— Instructions to follow —
Filter this data down to the lines that hold "super", and copy them.

Stored data entries:
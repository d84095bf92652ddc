//! Unit and file-based tests for sc-profile.

const PROFILES_JSON: &str = r#"{
  "Normal": {
    "emeraldST": [
      { "name": "E1", "time": 0,   "interval": 60 },
      { "name": "E2", "time": 120, "interval": 30 },
      { "name": "E3", "time": 240, "interval": 15 }
    ],
    "diamondST": [
      { "name": "D1", "time": 0,   "interval": 90 },
      { "name": "D2", "time": 300, "interval": 45 }
    ]
  },
  "Easy": {
    "emeraldST": [ { "name": "E1", "time": 0, "interval": 30 } ],
    "diamondST": [ { "name": "D1", "time": 0, "interval": 60 } ]
  }
}"#;

const PROFILES_CSV: &str = "\
profile,resource,name,time,interval\n\
Normal,emerald,E1,0,60\n\
Normal,emerald,E2,120,30\n\
Normal,diamond,D1,0,90\n\
Easy,Emerald,E1,0,30\n\
Easy,diamond,D1,0,60\n\
Normal,emerald,E3,240,15\n\
Normal,diamond,D2,300,45\n\
";

// ── Resource / ProfileSet ─────────────────────────────────────────────────────

#[cfg(test)]
mod profile {
    use sc_core::ConfigErrorKind;
    use sc_table::{SpawnRow, SpawnTable};

    use crate::{ProfileSet, Resource, SpawnProfile};

    fn single(interval: u64) -> SpawnTable {
        SpawnTable::new(vec![SpawnRow::new("r", 0, interval).unwrap()]).unwrap()
    }

    fn profile(name: &str) -> SpawnProfile {
        SpawnProfile::new(name, single(10), single(20))
    }

    #[test]
    fn labels_singular_and_plural() {
        assert_eq!(Resource::Emerald.label(1), "Emerald");
        assert_eq!(Resource::Emerald.label(0), "Emeralds");
        assert_eq!(Resource::Diamond.label(1), "Diamond");
        assert_eq!(Resource::Diamond.label(7), "Diamonds");
    }

    #[test]
    fn csv_names_parse() {
        assert_eq!(Resource::from_csv_name(" DIAMOND "), Some(Resource::Diamond));
        assert_eq!(Resource::from_csv_name("emerald"), Some(Resource::Emerald));
        assert_eq!(Resource::from_csv_name("gold"), None);
    }

    #[test]
    fn table_by_resource() {
        let p = profile("x");
        assert_eq!(p.table(Resource::Emerald).rows()[0].interval(), 10);
        assert_eq!(p.table(Resource::Diamond).rows()[0].interval(), 20);
    }

    #[test]
    fn set_sorted_by_name() {
        let set = ProfileSet::new(vec![profile("b"), profile("c"), profile("a")]).unwrap();
        assert_eq!(set.names().collect::<Vec<_>>(), ["a", "b", "c"]);
        assert_eq!(set.first().name(), "a");
        assert_eq!(set.position("c"), Some(2));
        assert!(set.get("missing").is_none());
    }

    #[test]
    fn empty_set_rejected() {
        let err = ProfileSet::new(vec![]).unwrap_err();
        assert_eq!(err.kind, ConfigErrorKind::NoProfiles);
    }
}

// ── JSON loader ───────────────────────────────────────────────────────────────

#[cfg(test)]
mod json {
    use std::io::Cursor;
    use std::io::Write;

    use sc_core::ConfigErrorKind;

    use super::PROFILES_JSON;
    use crate::{load_profiles_json, load_profiles_reader, profiles_from_str, ProfileError, Resource};

    fn config_err(json: &str) -> sc_core::ConfigError {
        match profiles_from_str(json) {
            Err(ProfileError::Config(e)) => e,
            other => panic!("expected config error, got {other:?}"),
        }
    }

    #[test]
    fn loads_and_sorts() {
        let set = profiles_from_str(PROFILES_JSON).unwrap();
        assert_eq!(set.names().collect::<Vec<_>>(), ["Easy", "Normal"]);

        let normal = set.get("Normal").unwrap();
        assert_eq!(normal.table(Resource::Emerald).len(), 3);
        assert_eq!(normal.table(Resource::Diamond).len(), 2);
        assert_eq!(normal.table(Resource::Emerald).num_spawns(239), 5);
    }

    #[test]
    fn reader_and_file_agree() {
        let dir = tempfile::tempdir().expect("create temp dir");
        let path = dir.path().join("profiles.json");
        std::fs::File::create(&path)
            .and_then(|mut f| f.write_all(PROFILES_JSON.as_bytes()))
            .unwrap();

        let from_file = load_profiles_json(&path).unwrap();
        let from_reader = load_profiles_reader(Cursor::new(PROFILES_JSON)).unwrap();
        assert_eq!(
            from_file.names().collect::<Vec<_>>(),
            from_reader.names().collect::<Vec<_>>()
        );
    }

    #[test]
    fn missing_file_is_io_error() {
        let dir = tempfile::tempdir().expect("create temp dir");
        let err = load_profiles_json(&dir.path().join("nope.json")).unwrap_err();
        assert!(matches!(err, ProfileError::Io(_)));
    }

    #[test]
    fn start_times_normalized_on_load() {
        let set = profiles_from_str(
            r#"{ "p": {
                "emeraldST": [ { "name": "a", "time": 0, "interval": 60 },
                               { "name": "b", "time": 100, "interval": 30 } ],
                "diamondST": [ { "name": "a", "time": 0, "interval": 60 } ] } }"#,
        )
        .unwrap();
        let rows = set.first().table(Resource::Emerald).rows();
        assert_eq!(rows[1].time(), 120);
    }

    #[test]
    fn table_error_names_profile_and_row() {
        let err = config_err(
            r#"{ "Hard": {
                "emeraldST": [ { "name": "a", "time": 0, "interval": 30 },
                               { "name": "b", "time": 10, "interval": 60 } ],
                "diamondST": [ { "name": "a", "time": 0, "interval": 60 } ] } }"#,
        );
        assert_eq!(err.kind, ConfigErrorKind::IntervalsNotDecreasing);
        assert_eq!(err.profile.as_deref(), Some("Hard"));
        assert_eq!(err.row.as_deref(), Some("b"));
        assert!(err.to_string().contains("Profile: Hard"));
    }

    #[test]
    fn negative_time_is_config_error() {
        let err = config_err(
            r#"{ "p": {
                "emeraldST": [ { "name": "neg", "time": -5, "interval": 30 } ],
                "diamondST": [ { "name": "a", "time": 0, "interval": 60 } ] } }"#,
        );
        assert_eq!(err.kind, ConfigErrorKind::NegativeTime);
        assert_eq!(err.row.as_deref(), Some("neg"));
    }

    #[test]
    fn zero_interval_is_config_error() {
        let err = config_err(
            r#"{ "p": {
                "emeraldST": [ { "name": "a", "time": 0, "interval": 30 } ],
                "diamondST": [ { "name": "zero", "time": 0, "interval": 0 } ] } }"#,
        );
        assert_eq!(err.kind, ConfigErrorKind::ZeroInterval);
    }

    #[test]
    fn missing_table() {
        let err = config_err(
            r#"{ "p": { "emeraldST": [ { "name": "a", "time": 0, "interval": 30 } ] } }"#,
        );
        assert_eq!(err.kind, ConfigErrorKind::MissingTable);
        assert_eq!(err.profile.as_deref(), Some("p"));
    }

    #[test]
    fn empty_table() {
        let err = config_err(
            r#"{ "p": { "emeraldST": [],
                        "diamondST": [ { "name": "a", "time": 0, "interval": 60 } ] } }"#,
        );
        assert_eq!(err.kind, ConfigErrorKind::EmptyTable);
    }

    #[test]
    fn empty_root_rejected() {
        assert_eq!(config_err("{}").kind, ConfigErrorKind::NoProfiles);
    }

    #[test]
    fn fractional_time_is_decode_error() {
        let err = profiles_from_str(
            r#"{ "p": {
                "emeraldST": [ { "name": "a", "time": 0.5, "interval": 30 } ],
                "diamondST": [ { "name": "a", "time": 0, "interval": 60 } ] } }"#,
        )
        .unwrap_err();
        assert!(matches!(err, ProfileError::Json(_)));
    }

    #[test]
    fn non_object_root_is_decode_error() {
        assert!(matches!(profiles_from_str("[]").unwrap_err(), ProfileError::Json(_)));
    }
}

// ── CSV loader ────────────────────────────────────────────────────────────────

#[cfg(test)]
mod csv_tests {
    use std::io::Cursor;

    use sc_core::ConfigErrorKind;

    use super::{PROFILES_CSV, PROFILES_JSON};
    use crate::{load_profiles_csv, load_profiles_csv_reader, profiles_from_str, ProfileError, Resource};

    #[test]
    fn csv_matches_json() {
        let from_csv = load_profiles_csv_reader(Cursor::new(PROFILES_CSV)).unwrap();
        let from_json = profiles_from_str(PROFILES_JSON).unwrap();
        for (a, b) in from_csv.iter().zip(from_json.iter()) {
            assert_eq!(a.name(), b.name());
            for r in Resource::ALL {
                assert_eq!(a.table(r), b.table(r));
            }
        }
        assert_eq!(from_csv.len(), from_json.len());
    }

    #[test]
    fn csv_from_file() {
        let dir = tempfile::tempdir().expect("create temp dir");
        let path = dir.path().join("profiles.csv");
        std::fs::write(&path, PROFILES_CSV).unwrap();
        let set = load_profiles_csv(&path).unwrap();
        assert_eq!(set.len(), 2);
    }

    #[test]
    fn unknown_resource() {
        let csv = "profile,resource,name,time,interval\np,gold,g1,0,10\n";
        match load_profiles_csv_reader(Cursor::new(csv)) {
            Err(ProfileError::Config(e)) => {
                assert_eq!(e.kind, ConfigErrorKind::UnknownResource);
                assert_eq!(e.profile.as_deref(), Some("p"));
                assert_eq!(e.row.as_deref(), Some("g1"));
            }
            other => panic!("expected config error, got {other:?}"),
        }
    }

    #[test]
    fn missing_resource_table() {
        let csv = "profile,resource,name,time,interval\np,emerald,e1,0,10\n";
        match load_profiles_csv_reader(Cursor::new(csv)) {
            Err(ProfileError::Config(e)) => assert_eq!(e.kind, ConfigErrorKind::MissingTable),
            other => panic!("expected config error, got {other:?}"),
        }
    }

    #[test]
    fn bad_number_is_csv_error() {
        let csv = "profile,resource,name,time,interval\np,emerald,e1,zero,10\n";
        assert!(matches!(
            load_profiles_csv_reader(Cursor::new(csv)).unwrap_err(),
            ProfileError::Csv(_)
        ));
    }

    #[test]
    fn header_only_rejected() {
        let csv = "profile,resource,name,time,interval\n";
        match load_profiles_csv_reader(Cursor::new(csv)) {
            Err(ProfileError::Config(e)) => assert_eq!(e.kind, ConfigErrorKind::NoProfiles),
            other => panic!("expected config error, got {other:?}"),
        }
    }
}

— Final answer —
    use super::PROFILES_JSON;
    use super::{PROFILES_CSV, PROFILES_JSON};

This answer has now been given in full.